Not sure if you know this or not, but we live in a world where cats crap in toilets.
You doubt this?
Allow me to introduce you to the Litter Kwitter. It’s a potty training system for your cat, of course.
I’m always amazed at the dumb marketing copy that companies think up. The Litter Kwitter folks say that they’re product “improves people’s lives.” If the presence of a litter box is disturbing the quality of your life, I feel really sorry for you.
They also claim that the Litter Kwitter system is “award winning,” as if there actually is an award for cat pooping systems.
I’m not the chief poop scooper in our house, but I would sooner take on the responsibility than allow the introduction of the Litter Kwitter. Oreo already slaps me in the face, looks down at me from literal and figurative high places, and continually finds ways to stick her butt in my face. But no matter what she does or how she treats me, I can look at her and say, “Look, you poop in a tiny little box of sand. Don’t feel too good about yourself.”
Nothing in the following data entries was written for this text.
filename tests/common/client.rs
//! HTTP client for end-to-end tests
//!
//! This module wraps reqwest and provides one method per server endpoint.
//! When API routes or request formats change, update only this file.

use super::constants::*;
use reqwest::multipart::{Form, Part};
use reqwest::Response;
use serde_json::{json, Value};
use std::time::Duration;

pub struct TestClient {
    /// The underlying reqwest client (public for custom requests in tests)
    pub client: reqwest::Client,
    /// The base URL of the test server
    pub base_url: String,
}

impl TestClient {
    pub fn new(base_url: String) -> Self {
        let client = reqwest::Client::builder()
            .timeout(Duration::from_secs(REQUEST_TIMEOUT_SECS))
            .build()
            .expect("Failed to build reqwest client");

        Self { client, base_url }
    }

    fn url(&self, path: &str) -> String {
        format!("{}{}", self.base_url, path)
    }

    // ========================================================================
    // Server Info
    // ========================================================================

    /// GET /
    pub async fn home(&self) -> Response {
        self.client
            .get(self.url("/"))
            .send()
            .await
            .expect("Home request failed")
    }

    /// GET /api/meta
    pub async fn meta(&self) -> Response {
        self.client
            .get(self.url("/api/meta"))
            .send()
            .await
            .expect("Meta request failed")
    }

    // ========================================================================
    // Collections (tracks, mhouse, banners, youtube)
    // ========================================================================

    /// GET /api/{collection}
    pub async fn list(&self, collection: &str) -> Response {
        self.client
            .get(self.url(&format!("/api/{}", collection)))
            .send()
            .await
            .expect("List request failed")
    }

    /// GET /api/{collection} and decode the array
    pub async fn list_json(&self, collection: &str) -> Vec<Value> {
        let response = self.list(collection).await;
        assert_eq!(response.status(), reqwest::StatusCode::OK);
        response.json().await.expect("List response is not an array")
    }

    /// GET /api/{collection}?id={id}
    pub async fn get_by_query(&self, collection: &str, id: i64) -> Response {
        self.client
            .get(self.url(&format!("/api/{}?id={}", collection, id)))
            .send()
            .await
            .expect("Get request failed")
    }

    /// GET /api/{collection}/{id}
    pub async fn get(&self, collection: &str, id: i64) -> Response {
        self.client
            .get(self.url(&format!("/api/{}/{}", collection, id)))
            .send()
            .await
            .expect("Get request failed")
    }

    /// POST /api/{collection}
    pub async fn create(&self, collection: &str, body: Value) -> Response {
        self.client
            .post(self.url(&format!("/api/{}", collection)))
            .json(&body)
            .send()
            .await
            .expect("Create request failed")
    }

    /// POST /api/{collection} and return the id of the created entry
    pub async fn create_id(&self, collection: &str, envelope: &str, body: Value) -> i64 {
        let response = self.create(collection, body).await;
        assert_eq!(response.status(), reqwest::StatusCode::OK);
        let body: Value = response.json().await.unwrap();
        body[envelope]["id"].as_i64().expect("Created entry has no id")
    }

    /// PUT /api/{collection}/{id}
    pub async fn update(&self, collection: &str, id: i64, body: Value) -> Response {
        self.client
            .put(self.url(&format!("/api/{}/{}", collection, id)))
            .json(&body)
            .send()
            .await
            .expect("Update request failed")
    }

    /// PUT /api/{collection}?id={id}
    pub async fn update_by_query(&self, collection: &str, id: i64, body: Value) -> Response {
        self.client
            .put(self.url(&format!("/api/{}?id={}", collection, id)))
            .json(&body)
            .send()
            .await
            .expect("Update request failed")
    }

    /// DELETE /api/{collection}/{id}
    pub async fn delete(&self, collection: &str, id: i64) -> Response {
        self.client
            .delete(self.url(&format!("/api/{}/{}", collection, id)))
            .send()
            .await
            .expect("Delete request failed")
    }

    /// DELETE /api/{collection}?id={id}
    pub async fn delete_by_query(&self, collection: &str, id: i64) -> Response {
        self.client
            .delete(self.url(&format!("/api/{}?id={}", collection, id)))
            .send()
            .await
            .expect("Delete request failed")
    }

    // ========================================================================
    // Settings
    // ========================================================================

    /// GET /api/settings?key={key}
    pub async fn get_setting(&self, key: &str) -> Response {
        self.client
            .get(self.url("/api/settings"))
            .query(&[("key", key)])
            .send()
            .await
            .expect("Get setting request failed")
    }

    /// GET /api/settings without a key
    pub async fn get_setting_without_key(&self) -> Response {
        self.client
            .get(self.url("/api/settings"))
            .send()
            .await
            .expect("Get setting request failed")
    }

    /// POST /api/settings
    pub async fn put_setting(&self, key: &str, value: &str) -> Response {
        self.client
            .post(self.url("/api/settings"))
            .json(&json!({ "key": key, "value": value }))
            .send()
            .await
            .expect("Put setting request failed")
    }

    /// POST /api/settings with a raw body
    pub async fn put_setting_json(&self, body: Value) -> Response {
        self.client
            .post(self.url("/api/settings"))
            .json(&body)
            .send()
            .await
            .expect("Put setting request failed")
    }

    /// POST /api/settings/verify
    pub async fn verify_setting(&self, key: &str, value: &str) -> Response {
        self.client
            .post(self.url("/api/settings/verify"))
            .json(&json!({ "key": key, "value": value }))
            .send()
            .await
            .expect("Verify setting request failed")
    }

    // ========================================================================
    // Stats
    // ========================================================================

    /// POST /api/stats for the main track catalog
    pub async fn post_stat(&self, id: i64, kind: &str) -> Response {
        self.post_stat_json(json!({ "id": id, "type": kind })).await
    }

    /// POST /api/stats for a given catalog
    pub async fn post_stat_in(&self, catalog: &str, id: i64, kind: &str) -> Response {
        self.post_stat_json(json!({ "id": id, "type": kind, "catalog": catalog }))
            .await
    }

    /// POST /api/stats with a raw body
    pub async fn post_stat_json(&self, body: Value) -> Response {
        self.client
            .post(self.url("/api/stats"))
            .json(&body)
            .send()
            .await
            .expect("Stats request failed")
    }

    // ========================================================================
    // Uploads
    // ========================================================================

    /// POST /api/upload
    pub async fn upload(
        &self,
        title: Option<&str>,
        image: Option<(&str, &'static [u8])>,
        audio: Option<(&str, &'static [u8])>,
    ) -> Response {
        let mut form = Form::new();
        if let Some(title) = title {
            form = form.text("title", title.to_string());
        }
        if let Some((file_name, data)) = image {
            form = form.part("image", Part::bytes(data).file_name(file_name.to_string()));
        }
        if let Some((file_name, data)) = audio {
            form = form.part("audio", Part::bytes(data).file_name(file_name.to_string()));
        }
        self.client
            .post(self.url("/api/upload"))
            .multipart(form)
            .send()
            .await
            .expect("Upload request failed")
    }

    /// GET a path relative to the site root (e.g. an uploaded file)
    pub async fn get_path(&self, path: &str) -> Response {
        self.client
            .get(self.url(&format!("/{}", path.trim_start_matches('/'))))
            .send()
            .await
            .expect("Request failed")
    }
}
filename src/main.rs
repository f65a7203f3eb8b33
use anyhow::{Context, Result};
use clap::Parser;
use std::{fmt::Debug, path::PathBuf};
use tracing::{info, level_filters::LevelFilter};
use tracing_subscriber::{layer::SubscriberExt, util::SubscriberInitExt, EnvFilter};

use media_catalog_server::config::{AppConfig, CliConfig, FileConfig, UPLOADS_PUBLIC_PREFIX};
use media_catalog_server::{resolve_backend, run_server, RequestsLoggingLevel, ServerConfig};
use media_catalog_server::UploadStore;

fn parse_path(s: &str) -> Result<PathBuf> {
    let path_buf = PathBuf::from(s);
    let original_path = match path_buf.canonicalize() {
        Ok(path) => path,
        Err(msg) => {
            if msg.kind() == std::io::ErrorKind::NotFound {
                path_buf
            } else {
                return Err(msg).with_context(|| format!("Error resolving path: {}", s));
            }
        }
    };
    if original_path.is_absolute() {
        return Ok(original_path);
    }
    let cwd = std::env::current_dir()?;
    Ok(cwd.join(original_path))
}

#[derive(Parser, Debug)]
struct CliArgs {
    /// Path to the SQLite database file. Without it the catalog is kept in
    /// JSON files under --data-dir.
    #[clap(long, env = "DB_PATH", value_parser = parse_path)]
    pub db_path: Option<PathBuf>,

    /// Directory of the JSON collection files (file mode).
    #[clap(long, default_value = "data", value_parser = parse_path)]
    pub data_dir: PathBuf,

    /// Directory uploaded images and audio files are written to.
    #[clap(long, default_value = "assets/uploads", value_parser = parse_path)]
    pub uploads_dir: PathBuf,

    /// The port to listen on.
    #[clap(short, long, default_value_t = 3000)]
    pub port: u16,

    /// The level of logging to perform on each request.
    #[clap(long, default_value = "path")]
    pub logging_level: RequestsLoggingLevel,

    /// Path to the frontend directory to be statically served.
    #[clap(long)]
    pub frontend_dir_path: Option<String>,

    /// Number of read-only SQLite connections.
    #[clap(long, default_value_t = 4)]
    pub read_pool_size: usize,

    /// Do not write the default records into collections without a file.
    #[clap(long)]
    pub no_seed: bool,

    /// Path to a TOML config file. Its values override command line values.
    #[clap(long, value_parser = parse_path)]
    pub config: Option<PathBuf>,
}

impl CliArgs {
    fn to_cli_config(&self) -> CliConfig {
        CliConfig {
            db_path: self.db_path.clone(),
            data_dir: self.data_dir.clone(),
            uploads_dir: self.uploads_dir.clone(),
            port: self.port,
            logging_level: self.logging_level.clone(),
            frontend_dir_path: self.frontend_dir_path.clone(),
            read_pool_size: self.read_pool_size,
            seed: !self.no_seed,
        }
    }
}

#[tokio::main]
async fn main() -> Result<()> {
    let cli_args = CliArgs::parse();

    tracing_subscriber::registry()
        .with(tracing_subscriber::fmt::layer())
        .with(
            EnvFilter::builder()
                .with_default_directive(LevelFilter::INFO.into())
                .with_env_var("LOG_LEVEL")
                .from_env_lossy(),
        )
        .try_init()?;

    let file_config = match &cli_args.config {
        Some(path) => {
            info!("Loading config from {:?}", path);
            Some(FileConfig::load(path)?)
        }
        None => None,
    };
    let app_config = AppConfig::resolve(&cli_args.to_cli_config(), file_config)?;

    let backend = resolve_backend(&app_config.storage_settings());
    info!("Catalog backend: {}", backend.mode);

    let uploads = UploadStore::new(&app_config.uploads_dir, UPLOADS_PUBLIC_PREFIX);

    let server_config = ServerConfig {
        requests_logging_level: app_config.logging_level.clone(),
        port: app_config.port,
        frontend_dir_path: app_config.frontend_dir_path.clone(),
        uploads_dir: app_config.uploads_dir.clone(),
    };

    info!("Ready to serve at port {}!", app_config.port);
    run_server(server_config, backend, uploads).await
}
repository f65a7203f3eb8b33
use super::RequestsLoggingLevel;
use std::path::PathBuf;

#[derive(Clone)]
pub struct ServerConfig {
    pub requests_logging_level: RequestsLoggingLevel,
    pub port: u16,
    pub frontend_dir_path: Option<String>,
    /// Directory uploaded files are written to and served from.
    pub uploads_dir: PathBuf,
}

impl Default for ServerConfig {
    fn default() -> Self {
        ServerConfig {
            requests_logging_level: RequestsLoggingLevel::Path,
            port: 3000,
            frontend_dir_path: None,
            uploads_dir: PathBuf::from("assets/uploads"),
        }
    }
}
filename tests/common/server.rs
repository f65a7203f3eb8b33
//! Test server lifecycle management
//!
//! This module manages spawning and shutting down test HTTP servers.
//! Each test gets an isolated server with its own database or data directory.

use super::constants::*;
use media_catalog_server::{
    make_app, resolve_backend, BackendMode, RequestsLoggingLevel, ServerConfig, StorageSettings,
    UploadStore,
};
use std::path::PathBuf;
use std::time::Duration;
use tempfile::TempDir;
use tokio::net::TcpListener;

/// Which storage the test server is started with.
#[derive(Debug, Clone, Copy, PartialEq, Eq)]
pub enum TestStorage {
    /// A fresh SQLite database file.
    Sqlite,
    /// JSON files, no database configured.
    Files,
    /// A database path that cannot be opened, so the server falls back to files.
    UnreachableDatabase,
}

/// Test server instance with isolated storage
///
/// When dropped, the server gracefully shuts down and temp resources are cleaned up.
pub struct TestServer {
    /// Base URL for making requests (e.g., "http://127.0.0.1:12345")
    pub base_url: String,

    /// The port the server is listening on
    pub port: u16,

    /// The backend the server resolved at startup
    pub mode: BackendMode,

    /// Directory of the JSON collection files
    pub data_dir: PathBuf,

    /// Directory uploads are written to
    pub uploads_dir: PathBuf,

    // Private fields - keep resources alive until drop
    _temp_dir: TempDir,
    _shutdown_tx: Option<tokio::sync::oneshot::Sender<()>>,
}

impl TestServer {
    /// Spawns a server on an empty SQLite catalog
    pub async fn spawn() -> Self {
        Self::spawn_with(TestStorage::Sqlite, false).await
    }

    /// Spawns a server on an empty file-mode catalog
    pub async fn spawn_file_mode() -> Self {
        Self::spawn_with(TestStorage::Files, false).await
    }

    /// Spawns a server on a random port
    ///
    /// This function:
    /// 1. Creates a temporary directory for the database, JSON files and uploads
    /// 2. Resolves the storage backend the same way the binary does
    /// 3. Binds to a random port (127.0.0.1:0)
    /// 4. Spawns the server in a background task
    /// 5. Waits for the server to be ready
    ///
    /// # Panics
    ///
    /// Panics if port binding fails or the server doesn't become ready within timeout.
    pub async fn spawn_with(storage: TestStorage, seed: bool) -> Self {
        let temp_dir = TempDir::new().expect("Failed to create temp dir");
        let data_dir = temp_dir.path().join("data");
        let uploads_dir = temp_dir.path().join("uploads");

        let db_path = match storage {
            TestStorage::Sqlite => Some(temp_dir.path().join("catalog.db")),
            TestStorage::Files => None,
            TestStorage::UnreachableDatabase => Some(
                temp_dir
                    .path()
                    .join("no-such-directory")
                    .join("catalog.db"),
            ),
        };

        let backend = resolve_backend(&StorageSettings {
            db_path,
            data_dir: data_dir.clone(),
            read_pool_size: 2,
            seed,
        });
        let mode = backend.mode;

        // Bind to random port
        let listener = TcpListener::bind("127.0.0.1:0")
            .await
            .expect("Failed to bind to random port");

        let port = listener
            .local_addr()
            .expect("Failed to get local address")
            .port();

        let base_url = format!("http://127.0.0.1:{}", port);

        // Create shutdown channel
        let (shutdown_tx, shutdown_rx) = tokio::sync::oneshot::channel::<()>();

        let config = ServerConfig {
            port,
            requests_logging_level: RequestsLoggingLevel::None,
            frontend_dir_path: None,
            uploads_dir: uploads_dir.clone(),
        };
        let uploads = UploadStore::new(&uploads_dir, "assets/uploads");
        let app = make_app(config, backend, uploads);

        // Spawn server in background task with graceful shutdown
        tokio::spawn(async move {
            axum::serve(listener, app)
                .with_graceful_shutdown(async {
                    shutdown_rx.await.ok();
                })
                .await
                .expect("Server failed");
        });

        let server = Self {
            base_url,
            port,
            mode,
            data_dir,
            uploads_dir,
            _temp_dir: temp_dir,
            _shutdown_tx: Some(shutdown_tx),
        };

        server.wait_for_ready().await;

        server
    }

    /// Waits for the server to become ready by polling the home endpoint
    async fn wait_for_ready(&self) {
        let client = reqwest::Client::builder()
            .timeout(Duration::from_millis(100))
            .build()
            .expect("Failed to build reqwest client");

        let start = std::time::Instant::now();
        let timeout = Duration::from_millis(SERVER_READY_TIMEOUT_MS);

        loop {
            if start.elapsed() > timeout {
                panic!(
                    "Server did not become ready within {}ms",
                    SERVER_READY_TIMEOUT_MS
                );
            }

            match client.get(format!("{}/", self.base_url)).send().await {
                Ok(response) if response.status().is_success() => return,
                _ => {
                    tokio::time::sleep(Duration::from_millis(SERVER_READY_POLL_INTERVAL_MS)).await;
                }
            }
        }
    }
}

impl Drop for TestServer {
    fn drop(&mut self) {
        // Send shutdown signal
        if let Some(tx) = self._shutdown_tx.take() {
            let _ = tx.send(());
        }
        // TempDir will be cleaned up automatically
    }
}
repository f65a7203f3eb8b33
mod requests_logging;

pub use requests_logging::{log_requests, RequestsLoggingLevel};
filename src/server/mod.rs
mod catalog_routes;
pub mod config;
mod error;
mod http_layers;
pub mod server;
pub mod state;
mod upload_routes;

pub use config::ServerConfig;
pub use error::{ApiError, ErrorResponse};
pub use http_layers::*;
pub use server::{make_app, run_server};
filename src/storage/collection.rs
//! Collection registry.
//!
//! Every collection is described once: where it lives in each backend, how
//! its JSON fields map onto SQL columns, how it is ordered and which records
//! are materialized when its file does not exist yet.

use std::cmp::Ordering;
use std::fmt;

use serde_json::{json, Value};

use super::schema::{BANNERS_TABLE, MHOUSE_TRACKS_TABLE, TRACKS_TABLE, YOUTUBE_TABLE};
use super::Record;
use crate::sqlite_persistence::{SqlType, Table};

#[derive(Debug, Clone, Copy, PartialEq, Eq, Hash)]
pub enum Collection {
    Tracks,
    Mhouse,
    Banners,
    Youtube,
}

impl Collection {
    pub const ALL: [Collection; 4] = [
        Collection::Tracks,
        Collection::Mhouse,
        Collection::Banners,
        Collection::Youtube,
    ];

    pub fn spec(&self) -> &'static CollectionSpec {
        match self {
            Collection::Tracks => &TRACKS,
            Collection::Mhouse => &MHOUSE,
            Collection::Banners => &BANNERS,
            Collection::Youtube => &YOUTUBE,
        }
    }

    pub fn name(&self) -> &'static str {
        self.spec().name
    }

    pub fn parse(s: &str) -> Option<Collection> {
        Collection::ALL.into_iter().find(|c| c.name() == s)
    }

    /// Whether records of this collection carry engagement counters.
    pub fn has_stats(&self) -> bool {
        matches!(self, Collection::Tracks | Collection::Mhouse)
    }
}

impl fmt::Display for Collection {
    fn fmt(&self, f: &mut fmt::Formatter<'_>) -> fmt::Result {
        f.write_str(self.name())
    }
}

/// One JSON field of a record and the SQL column backing it.
///
/// `parent` names the nested object the field lives in, if any
/// (`stats.views` is stored in the flat `views` column).
#[derive(Debug)]
pub struct FieldMapping {
    pub field: &'static str,
    pub parent: Option<&'static str>,
    pub column: &'static str,
    pub sql_type: &'static SqlType,
}

impl FieldMapping {
    pub fn lookup<'a>(&self, record: &'a Record) -> Option<&'a Value> {
        match self.parent {
            Some(parent) => record.get(parent)?.as_object()?.get(self.field),
            None => record.get(self.field),
        }
    }

    pub fn assign(&self, record: &mut Record, value: Value) {
        match self.parent {
            Some(parent) => {
                let nested = record
                    .entry(parent)
                    .or_insert_with(|| Value::Object(Record::new()));
                if !nested.is_object() {
                    *nested = Value::Object(Record::new());
                }
                if let Value::Object(nested) = nested {
                    nested.insert(self.field.to_string(), value);
                }
            }
            None => {
                record.insert(self.field.to_string(), value);
            }
        }
    }
}

macro_rules! field {
    ($field:expr, $column:expr, $sql_type:expr) => {
        FieldMapping {
            field: $field,
            parent: None,
            column: $column,
            sql_type: $sql_type,
        }
    };
    ($parent:expr => $field:expr, $column:expr, $sql_type:expr) => {
        FieldMapping {
            field: $field,
            parent: Some($parent),
            column: $column,
            sql_type: $sql_type,
        }
    };
}

#[derive(Debug, Clone, Copy, PartialEq, Eq)]
pub enum SortDirection {
    Ascending,
    Descending,
}

impl SortDirection {
    pub fn as_sql(&self) -> &'static str {
        match self {
            SortDirection::Ascending => "ASC",
            SortDirection::Descending => "DESC",
        }
    }
}

/// Primary sort key of a collection. Ties are broken by `id` in the same
/// direction.
pub struct SortRule {
    pub field: &'static str,
    pub direction: SortDirection,
}

pub struct CollectionSpec {
    pub name: &'static str,
    pub table: &'static Table,
    pub file_name: &'static str,
    pub fields: &'static [FieldMapping],
    pub sort: SortRule,
    pub seed: Option<fn(&str) -> Vec<Record>>,
}

impl CollectionSpec {
    pub fn field(&self, name: &str) -> Option<&'static FieldMapping> {
        self.fields.iter().find(|f| f.field == name)
    }

    pub fn order_by_sql(&self) -> String {
        let direction = self.sort.direction.as_sql();
        let column = self
            .field(self.sort.field)
            .map(|f| f.column)
            .unwrap_or("id");
        format!("{} {}, id {}", column, direction, direction)
    }

    /// Orders records the same way `order_by_sql` orders rows.
    pub fn compare(&self, a: &Record, b: &Record) -> Ordering {
        let primary = match self.field(self.sort.field) {
            Some(mapping) if *mapping.sql_type == SqlType::Integer => {
                compare_numbers(mapping.lookup(a), mapping.lookup(b))
            }
            Some(mapping) => compare_values(mapping.lookup(a), mapping.lookup(b)),
            None => Ordering::Equal,
        };
        let ordering = primary.then_with(|| compare_values(a.get("id"), b.get("id")));
        match self.sort.direction {
            SortDirection::Ascending => ordering,
            SortDirection::Descending => ordering.reverse(),
        }
    }
}

fn compare_values(a: Option<&Value>, b: Option<&Value>) -> Ordering {
    let a = a.filter(|v| !v.is_null());
    let b = b.filter(|v| !v.is_null());
    match (a, b) {
        (None, None) => Ordering::Equal,
        (None, Some(_)) => Ordering::Less,
        (Some(_), None) => Ordering::Greater,
        (Some(Value::Number(a)), Some(Value::Number(b))) => a
            .as_f64()
            .partial_cmp(&b.as_f64())
            .unwrap_or(Ordering::Equal),
        (Some(a), Some(b)) => value_as_text(a).cmp(&value_as_text(b)),
    }
}

/// Integer fields may hold numeric strings written by older clients.
/// Anything that is not a number sorts like a missing value.
fn compare_numbers(a: Option<&Value>, b: Option<&Value>) -> Ordering {
    let a = a.and_then(value_as_number);
    let b = b.and_then(value_as_number);
    match (a, b) {
        (Some(a), Some(b)) => a.partial_cmp(&b).unwrap_or(Ordering::Equal),
        (a, b) => a.is_some().cmp(&b.is_some()),
    }
}

fn value_as_number(value: &Value) -> Option<f64> {
    match value {
        Value::Number(n) => n.as_f64(),
        Value::String(s) => s.trim().parse().ok(),
        _ => None,
    }
}

fn value_as_text(value: &Value) -> String {
    match value {
        Value::String(s) => s.clone(),
        other => other.to_string(),
    }
}

const TRACK_FIELDS: &[FieldMapping] = &[
    field!("title", "title", &SqlType::Text),
    field!("genre", "genre", &SqlType::Text),
    field!("image", "image", &SqlType::Text),
    field!("audio", "audio", &SqlType::Text),
    field!("bandcamp", "bandcamp", &SqlType::Text),
    field!("uploadDate", "upload_date", &SqlType::Text),
    field!("stats" => "views", "views", &SqlType::Integer),
    field!("stats" => "downloads", "downloads", &SqlType::Integer),
    field!("stats" => "wavClicks", "wav_clicks", &SqlType::Integer),
    field!("stats" => "plays", "plays", &SqlType::Integer),
];

static TRACKS: CollectionSpec = CollectionSpec {
    name: "tracks",
    table: &TRACKS_TABLE,
    file_name: "tracks.json",
    fields: TRACK_FIELDS,
    sort: SortRule {
        field: "uploadDate",
        direction: SortDirection::Descending,
    },
    seed: Some(seed_tracks),
};

static MHOUSE: CollectionSpec = CollectionSpec {
    name: "mhouse",
    table: &MHOUSE_TRACKS_TABLE,
    file_name: "mhouse.json",
    fields: TRACK_FIELDS,
    sort: SortRule {
        field: "uploadDate",
        direction: SortDirection::Descending,
    },
    seed: Some(seed_mhouse),
};

static BANNERS: CollectionSpec = CollectionSpec {
    name: "banners",
    table: &BANNERS_TABLE,
    file_name: "banners.json",
    fields: &[
        field!("imagePath", "image_path", &SqlType::Text),
        field!("linkUrl", "link_url", &SqlType::Text),
        field!("displayOrder", "display_order", &SqlType::Integer),
    ],
    sort: SortRule {
        field: "displayOrder",
        direction: SortDirection::Ascending,
    },
    seed: None,
};

static YOUTUBE: CollectionSpec = CollectionSpec {
    name: "youtube",
    table: &YOUTUBE_TABLE,
    file_name: "youtube.json",
    fields: &[
        field!("videoId", "video_id", &SqlType::Text),
        field!("title", "title", &SqlType::Text),
        field!("displayOrder", "display_order", &SqlType::Integer),
    ],
    sort: SortRule {
        field: "displayOrder",
        direction: SortDirection::Ascending,
    },
    seed: Some(seed_youtube),
};

// =============================================================================
// Seed sets
// =============================================================================

fn into_record(value: Value) -> Record {
    match value {
        Value::Object(map) => map,
        _ => Record::new(),
    }
}

fn seed_track(title: &str, image: &str, audio: &str, bandcamp: &str, now: &str) -> Record {
    into_record(json!({
        "title": title,
        "genre": "House",
        "image": image,
        "audio": audio,
        "bandcamp": bandcamp,
        "uploadDate": now,
        "stats": { "views": 0, "downloads": 0, "wavClicks": 0, "plays": 0 },
    }))
}

fn seed_tracks(now: &str) -> Vec<Record> {
    [
        (
            "Chandra (Kratex Remix)",
            "assets/chandra.png",
            "assets/music/chandra.wav",
            "https://bandcamp.com/tag/kratex",
        ),
        ("Ethereal Frequencies", "assets/album1.png", "", "https://bandcamp.com"),
        ("Deep Echoes", "assets/album2.png", "", "https://bandcamp.com"),
        ("Urban Pulse", "assets/album3.png", "", "https://bandcamp.com"),
        (
            "Chandra (Original)",
            "assets/chandra.png",
            "assets/music/chandra.wav",
            "https://bandcamp.com",
        ),
        (
            "Velvet Underground",
            "https://placehold.co/500x500/222/FFF?text=Velvet",
            "",
            "https://bandcamp.com",
        ),
        (
            "Concrete Jungle",
            "https://placehold.co/500x500/333/FFF?text=Concrete",
            "",
            "https://bandcamp.com",
        ),
        (
            "Analog Dreams",
            "https://placehold.co/500x500/444/FFF?text=Analog",
            "",
            "https://bandcamp.com",
        ),
        (
            "Digital Soul",
            "https://placehold.co/500x500/555/FFF?text=Soul",
            "",
            "https://bandcamp.com",
        ),
        (
            "System Glitch",
            "https://placehold.co/500x500/666/FFF?text=Glitch",
            "",
            "https://bandcamp.com",
        ),
    ]
    .into_iter()
    .map(|(title, image, audio, bandcamp)| seed_track(title, image, audio, bandcamp, now))
    .collect()
}

fn seed_mhouse(now: &str) -> Vec<Record> {
    [
        ("Deep Unity", "https://placehold.co/300x300/111/FFF?text=MH001"),
        ("Rhythm Soul", "https://placehold.co/300x300/222/FFF?text=MH002"),
        ("Late Night", "https://placehold.co/300x300/333/FFF?text=MH003"),
        ("Vibes", "https://placehold.co/300x300/444/FFF?text=MH004"),
        ("Anthem", "https://placehold.co/300x300/555/FFF?text=MH005"),
    ]
    .into_iter()
    .map(|(title, image)| seed_track(title, image, "", "", now))
    .collect()
}

fn seed_youtube(_now: &str) -> Vec<Record> {
    ["dQw4w9WgXcQ", "kJQP7kiw5Fk", "dummy_id_1", "dummy_id_2", "dummy_id_3"]
        .into_iter()
        .enumerate()
        .map(|(position, video_id)| {
            into_record(json!({
                "videoId": video_id,
                "title": "Video",
                "displayOrder": position,
            }))
        })
        .collect()
}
The Litter Kwitter is nothing but a kitty conspiracy to rob men of their thrones. I imagine walking into the bathroom with my reading material and, while I’m about to drop trowel, Oreo jumping onto the toilet seat and giving me a “seat’s taken, stupid biped” look.
The Litter Kwitter people must be stopped! If we don’t stand up against this now, sitting down on our thrones may never be the same.